# Excerpts from a dataset:

•••

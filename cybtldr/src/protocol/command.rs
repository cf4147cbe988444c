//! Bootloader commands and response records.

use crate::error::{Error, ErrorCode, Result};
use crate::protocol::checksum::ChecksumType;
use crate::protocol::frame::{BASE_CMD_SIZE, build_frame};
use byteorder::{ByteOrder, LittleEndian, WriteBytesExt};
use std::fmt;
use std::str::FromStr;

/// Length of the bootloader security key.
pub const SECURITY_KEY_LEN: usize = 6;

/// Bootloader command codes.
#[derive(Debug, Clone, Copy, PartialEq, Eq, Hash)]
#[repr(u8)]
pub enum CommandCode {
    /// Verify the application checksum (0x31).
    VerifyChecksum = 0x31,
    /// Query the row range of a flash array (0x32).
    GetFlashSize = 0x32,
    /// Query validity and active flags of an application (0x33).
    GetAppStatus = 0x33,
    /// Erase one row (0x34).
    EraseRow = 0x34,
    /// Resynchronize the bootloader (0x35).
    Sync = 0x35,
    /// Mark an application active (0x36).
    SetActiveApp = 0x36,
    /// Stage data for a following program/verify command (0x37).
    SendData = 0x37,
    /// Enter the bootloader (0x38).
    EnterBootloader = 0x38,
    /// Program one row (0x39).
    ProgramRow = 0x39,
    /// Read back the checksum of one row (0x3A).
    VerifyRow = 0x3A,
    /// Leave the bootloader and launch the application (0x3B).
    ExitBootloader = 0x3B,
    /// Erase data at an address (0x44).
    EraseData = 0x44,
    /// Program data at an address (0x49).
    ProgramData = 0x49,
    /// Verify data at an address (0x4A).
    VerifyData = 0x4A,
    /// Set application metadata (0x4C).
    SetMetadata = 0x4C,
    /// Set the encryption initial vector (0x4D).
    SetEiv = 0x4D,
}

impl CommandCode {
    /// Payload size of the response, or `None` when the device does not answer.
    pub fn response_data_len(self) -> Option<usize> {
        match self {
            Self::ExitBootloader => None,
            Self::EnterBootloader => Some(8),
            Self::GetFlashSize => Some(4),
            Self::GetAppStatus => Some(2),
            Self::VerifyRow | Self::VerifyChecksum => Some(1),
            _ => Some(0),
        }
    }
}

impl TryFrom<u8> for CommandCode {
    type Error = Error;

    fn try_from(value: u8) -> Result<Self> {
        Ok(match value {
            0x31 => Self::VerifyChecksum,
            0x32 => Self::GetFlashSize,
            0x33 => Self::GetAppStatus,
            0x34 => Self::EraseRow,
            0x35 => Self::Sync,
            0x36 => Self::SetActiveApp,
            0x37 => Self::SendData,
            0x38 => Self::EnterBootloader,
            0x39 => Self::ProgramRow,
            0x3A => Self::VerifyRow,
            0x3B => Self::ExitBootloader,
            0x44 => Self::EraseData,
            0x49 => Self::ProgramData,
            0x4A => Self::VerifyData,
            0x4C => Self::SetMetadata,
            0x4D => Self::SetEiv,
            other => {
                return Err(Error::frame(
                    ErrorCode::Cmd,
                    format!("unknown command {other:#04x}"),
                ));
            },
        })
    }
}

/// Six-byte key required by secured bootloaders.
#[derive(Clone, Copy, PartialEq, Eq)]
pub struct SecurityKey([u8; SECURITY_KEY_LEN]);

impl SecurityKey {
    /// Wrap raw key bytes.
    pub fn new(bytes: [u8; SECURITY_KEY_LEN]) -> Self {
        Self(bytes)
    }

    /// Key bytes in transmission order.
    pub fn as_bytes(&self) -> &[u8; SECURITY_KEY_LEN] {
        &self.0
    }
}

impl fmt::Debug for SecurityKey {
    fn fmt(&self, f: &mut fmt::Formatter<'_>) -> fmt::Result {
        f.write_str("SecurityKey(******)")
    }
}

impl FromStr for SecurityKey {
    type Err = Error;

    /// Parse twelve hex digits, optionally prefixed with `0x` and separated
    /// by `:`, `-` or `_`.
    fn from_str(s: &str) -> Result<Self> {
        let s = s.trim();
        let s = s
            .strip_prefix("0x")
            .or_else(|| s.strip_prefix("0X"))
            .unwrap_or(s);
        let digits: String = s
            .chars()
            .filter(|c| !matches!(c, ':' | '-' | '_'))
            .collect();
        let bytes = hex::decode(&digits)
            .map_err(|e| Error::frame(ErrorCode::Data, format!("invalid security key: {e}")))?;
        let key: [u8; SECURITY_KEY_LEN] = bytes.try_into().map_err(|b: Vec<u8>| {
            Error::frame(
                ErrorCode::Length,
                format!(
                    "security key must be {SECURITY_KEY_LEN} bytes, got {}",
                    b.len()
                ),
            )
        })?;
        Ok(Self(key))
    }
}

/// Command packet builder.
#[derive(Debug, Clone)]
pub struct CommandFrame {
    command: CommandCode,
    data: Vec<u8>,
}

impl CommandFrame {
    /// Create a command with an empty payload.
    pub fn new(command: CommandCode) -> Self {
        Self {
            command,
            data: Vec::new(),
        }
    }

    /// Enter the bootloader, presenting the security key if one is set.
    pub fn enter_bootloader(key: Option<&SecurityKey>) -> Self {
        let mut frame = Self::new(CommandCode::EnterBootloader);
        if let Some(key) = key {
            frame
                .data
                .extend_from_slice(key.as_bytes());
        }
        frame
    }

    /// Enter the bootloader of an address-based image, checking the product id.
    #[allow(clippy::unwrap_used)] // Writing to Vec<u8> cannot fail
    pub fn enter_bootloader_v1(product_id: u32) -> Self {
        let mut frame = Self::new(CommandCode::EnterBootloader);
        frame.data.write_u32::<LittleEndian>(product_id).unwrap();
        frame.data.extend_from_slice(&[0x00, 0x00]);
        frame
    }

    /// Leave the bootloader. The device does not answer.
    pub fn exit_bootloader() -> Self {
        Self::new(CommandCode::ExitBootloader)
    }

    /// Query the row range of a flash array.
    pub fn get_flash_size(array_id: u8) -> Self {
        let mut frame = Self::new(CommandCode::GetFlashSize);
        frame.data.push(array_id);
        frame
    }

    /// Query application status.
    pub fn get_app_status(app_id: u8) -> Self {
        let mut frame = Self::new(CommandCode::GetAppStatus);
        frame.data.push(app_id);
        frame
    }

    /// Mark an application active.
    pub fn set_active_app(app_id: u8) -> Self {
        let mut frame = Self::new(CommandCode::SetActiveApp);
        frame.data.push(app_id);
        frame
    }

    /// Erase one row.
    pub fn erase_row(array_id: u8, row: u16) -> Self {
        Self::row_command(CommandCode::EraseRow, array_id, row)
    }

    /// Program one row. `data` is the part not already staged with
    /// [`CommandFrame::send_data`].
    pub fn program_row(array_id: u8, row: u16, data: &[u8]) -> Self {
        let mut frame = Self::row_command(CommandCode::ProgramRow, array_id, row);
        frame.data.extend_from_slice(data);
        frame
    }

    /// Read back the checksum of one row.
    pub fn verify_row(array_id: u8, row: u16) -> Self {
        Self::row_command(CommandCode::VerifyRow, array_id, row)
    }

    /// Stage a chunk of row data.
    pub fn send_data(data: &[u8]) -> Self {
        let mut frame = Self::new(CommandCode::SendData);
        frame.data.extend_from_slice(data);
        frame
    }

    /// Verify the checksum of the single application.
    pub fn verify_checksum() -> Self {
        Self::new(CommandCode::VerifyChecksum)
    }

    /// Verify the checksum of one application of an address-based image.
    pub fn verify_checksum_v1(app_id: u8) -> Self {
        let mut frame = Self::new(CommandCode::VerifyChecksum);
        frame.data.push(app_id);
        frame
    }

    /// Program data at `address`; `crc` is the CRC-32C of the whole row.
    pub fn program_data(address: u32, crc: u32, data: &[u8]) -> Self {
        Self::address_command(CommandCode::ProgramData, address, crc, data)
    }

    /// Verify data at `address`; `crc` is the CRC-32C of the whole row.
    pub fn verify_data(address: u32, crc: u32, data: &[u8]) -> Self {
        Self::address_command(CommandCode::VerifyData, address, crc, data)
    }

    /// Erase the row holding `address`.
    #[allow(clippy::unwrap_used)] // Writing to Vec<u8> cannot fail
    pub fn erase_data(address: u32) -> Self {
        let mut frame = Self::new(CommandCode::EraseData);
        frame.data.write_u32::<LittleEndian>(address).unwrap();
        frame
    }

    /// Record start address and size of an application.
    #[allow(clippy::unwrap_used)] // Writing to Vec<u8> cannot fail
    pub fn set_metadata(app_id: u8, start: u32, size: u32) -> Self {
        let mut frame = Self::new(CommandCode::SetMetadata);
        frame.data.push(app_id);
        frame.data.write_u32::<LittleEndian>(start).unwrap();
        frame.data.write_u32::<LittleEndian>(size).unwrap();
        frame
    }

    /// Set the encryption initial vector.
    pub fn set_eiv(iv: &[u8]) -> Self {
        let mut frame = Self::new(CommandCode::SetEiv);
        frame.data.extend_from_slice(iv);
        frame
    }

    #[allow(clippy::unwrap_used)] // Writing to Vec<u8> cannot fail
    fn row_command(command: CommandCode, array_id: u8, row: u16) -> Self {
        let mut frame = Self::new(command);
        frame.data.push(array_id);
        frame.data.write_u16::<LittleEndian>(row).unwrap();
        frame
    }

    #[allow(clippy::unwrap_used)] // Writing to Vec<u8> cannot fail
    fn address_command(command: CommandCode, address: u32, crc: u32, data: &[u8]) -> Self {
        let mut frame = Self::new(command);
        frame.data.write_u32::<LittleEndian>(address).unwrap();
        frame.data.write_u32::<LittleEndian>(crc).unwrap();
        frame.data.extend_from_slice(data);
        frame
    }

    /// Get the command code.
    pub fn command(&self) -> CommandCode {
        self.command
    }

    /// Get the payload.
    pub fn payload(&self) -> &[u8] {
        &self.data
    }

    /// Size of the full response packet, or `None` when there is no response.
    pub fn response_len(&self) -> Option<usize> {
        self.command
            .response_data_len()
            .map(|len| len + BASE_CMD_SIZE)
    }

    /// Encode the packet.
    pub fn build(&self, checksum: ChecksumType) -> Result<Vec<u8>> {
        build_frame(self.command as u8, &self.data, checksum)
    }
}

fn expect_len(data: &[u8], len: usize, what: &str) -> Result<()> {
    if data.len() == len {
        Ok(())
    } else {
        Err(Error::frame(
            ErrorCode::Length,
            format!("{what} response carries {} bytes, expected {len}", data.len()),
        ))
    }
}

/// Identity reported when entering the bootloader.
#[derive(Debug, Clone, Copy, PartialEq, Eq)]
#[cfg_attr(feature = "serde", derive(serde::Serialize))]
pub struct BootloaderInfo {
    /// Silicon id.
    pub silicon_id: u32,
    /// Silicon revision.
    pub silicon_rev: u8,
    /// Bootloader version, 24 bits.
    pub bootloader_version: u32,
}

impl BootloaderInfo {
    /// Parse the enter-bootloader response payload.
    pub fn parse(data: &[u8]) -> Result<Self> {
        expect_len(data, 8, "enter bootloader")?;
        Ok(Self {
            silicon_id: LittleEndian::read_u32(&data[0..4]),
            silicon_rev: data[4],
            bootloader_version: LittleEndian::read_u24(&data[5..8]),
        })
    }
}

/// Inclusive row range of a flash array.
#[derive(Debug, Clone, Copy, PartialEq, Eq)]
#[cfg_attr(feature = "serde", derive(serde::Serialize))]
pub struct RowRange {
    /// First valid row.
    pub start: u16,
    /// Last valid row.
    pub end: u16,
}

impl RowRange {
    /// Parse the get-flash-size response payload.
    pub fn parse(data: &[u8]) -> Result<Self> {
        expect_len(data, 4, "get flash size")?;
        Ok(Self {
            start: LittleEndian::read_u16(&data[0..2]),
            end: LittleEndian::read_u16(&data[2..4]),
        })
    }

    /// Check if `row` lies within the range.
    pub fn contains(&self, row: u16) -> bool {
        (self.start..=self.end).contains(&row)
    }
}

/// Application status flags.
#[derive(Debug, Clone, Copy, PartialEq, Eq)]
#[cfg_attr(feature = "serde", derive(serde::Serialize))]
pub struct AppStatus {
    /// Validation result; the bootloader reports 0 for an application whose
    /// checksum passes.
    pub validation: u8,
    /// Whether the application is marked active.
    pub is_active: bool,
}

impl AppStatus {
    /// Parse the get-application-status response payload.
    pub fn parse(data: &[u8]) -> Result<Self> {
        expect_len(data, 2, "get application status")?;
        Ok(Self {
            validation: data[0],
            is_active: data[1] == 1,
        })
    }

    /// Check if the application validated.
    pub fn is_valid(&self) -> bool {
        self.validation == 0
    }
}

•••

# Action item:
If a line of the records holds the word "FromStr", count it; report only the total.

# Reply to the task:
2